Sicher ist man sich nie

von Jörn Lingrön

„Das Einlösen einer verlorenen Wettschuld ist Ehrensache“. sagte mein Sohn und grinste mich dabei hämisch an. Ich bin eigentlich nicht der große Freund von Wetten, und wenn ich mich dazu hinreißen lasse, muss ich mir schon wirklich sehr sicher sein, dass ich recht habe.  Hatte ich aber nicht. Allein das ärgerte mich schon gewaltig und nun verlangte diese Ausgeburt an Schadenfreude auch noch ernsthaft, dass ich für meinen Wetteinsatz geradestehen soll. „Mach ich auch!“, sagte ich und versuchte dabei gechillt herüberzukommen. An Sebastians Blick erkannte ich aber, dass er mir das nicht abnahm. Für mich war der Weihnachtsabend jedenfalls gelaufen.

„Jetzt seid mal nicht albern!“, meinte Pia, meine Schwiegertochter, aber das war ein Vater-Sohn-Ding und da war es völlig egal, wie sie das fand. Sebastian und ich schauten uns an und ich sagte „Du kannst dich darauf verlassen. Ich mache das. Wenn Ihr Übermorgen bei deiner Mutter seid, könnt ihr an mich denken.“

Fünfzig Stunden später fuhr ich, sehr warm angezogen und mit einem Isokissen, elektrischen Handwärmern und einer Thermoskanne voll heißem Tee bewaffnet, auf dem Fahrrad durch die Nacht.
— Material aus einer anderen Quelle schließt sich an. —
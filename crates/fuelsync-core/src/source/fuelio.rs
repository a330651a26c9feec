//! Fuelio sync-extract rows.
//!
//! The extract is one CSV holding several sections (vehicle, log, costs, ...).
//! Only log rows start with a `YYYY-MM-DD HH:MM` timestamp, so that is what
//! picks fillups out of everything else. Each fillup row is read once into a
//! [`FuelioFillup`] with named fields; nothing downstream looks at column
//! positions.

use chrono::NaiveDateTime;
use csv::StringRecord;

use crate::error::{Error, Result};
use crate::models::FillupRecord;

pub const FUELIO_DATETIME_FORMAT: &str = "%Y-%m-%d %H:%M";

mod column {
    pub const TAKEN_AT: usize = 0;
    pub const ODOMETER: usize = 1;
    pub const FUEL: usize = 2;
    pub const FULL: usize = 3;
    pub const PRICE: usize = 4;
    pub const LATITUDE: usize = 6;
    pub const LONGITUDE: usize = 7;
    pub const STATION: usize = 8;
    pub const NOTES: usize = 9;
    pub const MISSED: usize = 10;
}

/// A fillup as logged by Fuelio.
#[derive(Debug, Clone, PartialEq)]
pub struct FuelioFillup {
    pub taken_at: NaiveDateTime,
    pub odometer: f64,
    pub fuel: f64,
    pub full: bool,
    pub price: f64,
    pub latitude: String,
    pub longitude: String,
    pub station: String,
    pub notes: String,
    pub missed: bool,
}

impl FuelioFillup {
    /// Convert into the common fillup schema.
    #[must_use]
    #[allow(clippy::cast_possible_truncation)]
    pub fn to_record(&self) -> FillupRecord {
        FillupRecord::new(
            self.taken_at.date(),
            self.odometer.trunc() as i64,
            self.fuel,
            self.price,
            self.full,
            self.missed,
        )
        .with_notes(self.compose_notes())
    }

    fn compose_notes(&self) -> String {
        let (lat, lon) = (&self.latitude, &self.longitude);
        let mut notes = format!(
            "Fuel station: {}\n\nLocation: [{lat},{lon}](https://www.google.com/maps/place/{lat},{lon})\n\nTime: {}",
            self.station.trim(),
            self.taken_at.format("%H:%M"),
        );
        if !self.notes.is_empty() {
            notes.push_str("\n\n###### Fuelio notes:\n\n");
            notes.push_str(&self.notes);
        }
        notes
    }
}

/// Timestamp of a log row, or `None` for rows that are not fillups.
pub fn parse_timestamp(raw: &str) -> Option<NaiveDateTime> {
    NaiveDateTime::parse_from_str(raw.trim(), FUELIO_DATETIME_FORMAT).ok()
}

/// Keep only fillup rows and read them into named fields, in file order.
///
/// Rows whose first column is not a timestamp are skipped. A fillup row whose
/// numeric columns do not parse is an error: the backup is damaged.
pub fn parse_fillups(rows: &[StringRecord]) -> Result<Vec<FuelioFillup>> {
    let mut fillups = Vec::new();
    for (index, row) in rows.iter().enumerate() {
        let Some(taken_at) = row.get(column::TAKEN_AT).and_then(parse_timestamp) else {
            continue;
        };
        let fillup = parse_row(row, taken_at).map_err(|message| {
            Error::InvalidInput(format!(
                "malformed fillup on line {} ({taken_at}): {message}",
                index + 1
            ))
        })?;
        fillups.push(fillup);
    }
    Ok(fillups)
}

fn parse_row(
    row: &StringRecord,
    taken_at: NaiveDateTime,
) -> std::result::Result<FuelioFillup, String> {
    let text = |index: usize| row.get(index).unwrap_or_default().to_string();
    Ok(FuelioFillup {
        taken_at,
        odometer: parse_number(row, column::ODOMETER, "odometer")?,
        fuel: parse_number(row, column::FUEL, "fuel")?,
        full: parse_flag(row, column::FULL, "full")?,
        price: parse_number(row, column::PRICE, "price")?,
        latitude: text(column::LATITUDE),
        longitude: text(column::LONGITUDE),
        station: text(column::STATION),
        notes: text(column::NOTES),
        missed: parse_flag(row, column::MISSED, "missed")?,
    })
}

fn parse_number(
    row: &StringRecord,
    index: usize,
    name: &str,
) -> std::result::Result<f64, String> {
    let raw = row.get(index).unwrap_or_default().trim();
    raw.parse::<f64>()
        .map_err(|_| format!("{name} '{raw}' is not a number"))
}

// Missing or empty flag columns read as unset; older extracts omit them.
fn parse_flag(row: &StringRecord, index: usize, name: &str) -> std::result::Result<bool, String> {
    let raw = row.get(index).unwrap_or_default().trim();
    if raw.is_empty() {
        return Ok(false);
    }
    raw.parse::<i64>()
        .map(|value| value == 1)
        .map_err(|_| format!("{name} flag '{raw}' is not an integer"))
}

/// Fuelio writes its log newest-first; return it oldest-first.
///
/// Entries are reversed first so that fillups sharing a timestamp keep
/// their relative order from the file, then stable-sorted by timestamp.
#[must_use]
pub fn into_chronological(mut fillups: Vec<FuelioFillup>) -> Vec<FuelioFillup> {
    fillups.reverse();
    fillups.sort_by_key(|fillup| fillup.taken_at);
    fillups
}

/// Raw extract rows → common-schema records, oldest first.
pub fn records_from_rows(rows: &[StringRecord]) -> Result<Vec<FillupRecord>> {
    let fillups = into_chronological(parse_fillups(rows)?);
    Ok(fillups.iter().map(FuelioFillup::to_record).collect())
}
Ich wollte zu einer abgelegenen Kreuzung und musste dafür etwa 15 km radeln.

23:17:28 Uhr kam ich dort an. Meine Uhr gab mir außer der Zeit auch den Hinweis ‚clear 1°C‘, aber wenigstens lag kein Schnee oder es hätte ja auch regnen können. Ich stellte mein Fahrrad an einem Baum ab und warf einen faszinierten Blick auf die Sterne, welche ich schon lange nicht mehr so zahlreich und hell leuchtend gesehen hatte. Dann ging ich mitten auf die Kreuzung und drehte mich einmal um die eigene Achse. Finsternis in alle vier Himmelsrichtungen. Ich setzte meinen Rucksack ab und kramte ein Stück Schulkreide hervor. Vor Schreck fiel es mir aus der Hand, als aus dem Wald plötzlich das Knacken eines Astes zu hören war. Wildschweine konnte ich jetzt gar nicht gebrauchen. Einen Augenblick stand ich unbeweglich da und lauschte in die Nacht, aber es war wieder absolut still. Ich hob die Kreide auf und entfernte mich etwa drei Meter vom Rucksack, dann versuchte ich mit der Kreide einen Kreis in genau diesem Abstand auf den Asphalt zu zeichnen. Natürlich hatte ich mich vorher etwas belesen und so erfahren, dass der Kreis groß genug sein sollte, damit mich in der Mitte niemand erreichen kann. Allerdings wurde nirgends erwähnt, wie weit so ein Arm denn reicht. Mit drei Metern wähnte ich mich auf der sicheren Seite und hoffte, dass es auch ein Kreis geworden war, den ich da gezeichnet hatte. Zumindest lagen der Anfangs- und der Endpunkt nicht ewig weit auseinander. Ich setzte mich auf mein Isokissen und goss mir etwas Tee in einen Becher. Dann schaute ich wieder hinauf zu den Sternen, dachte darüber nach, was für ein Idiot ich bin und wartete. Und wartete. Und wartete.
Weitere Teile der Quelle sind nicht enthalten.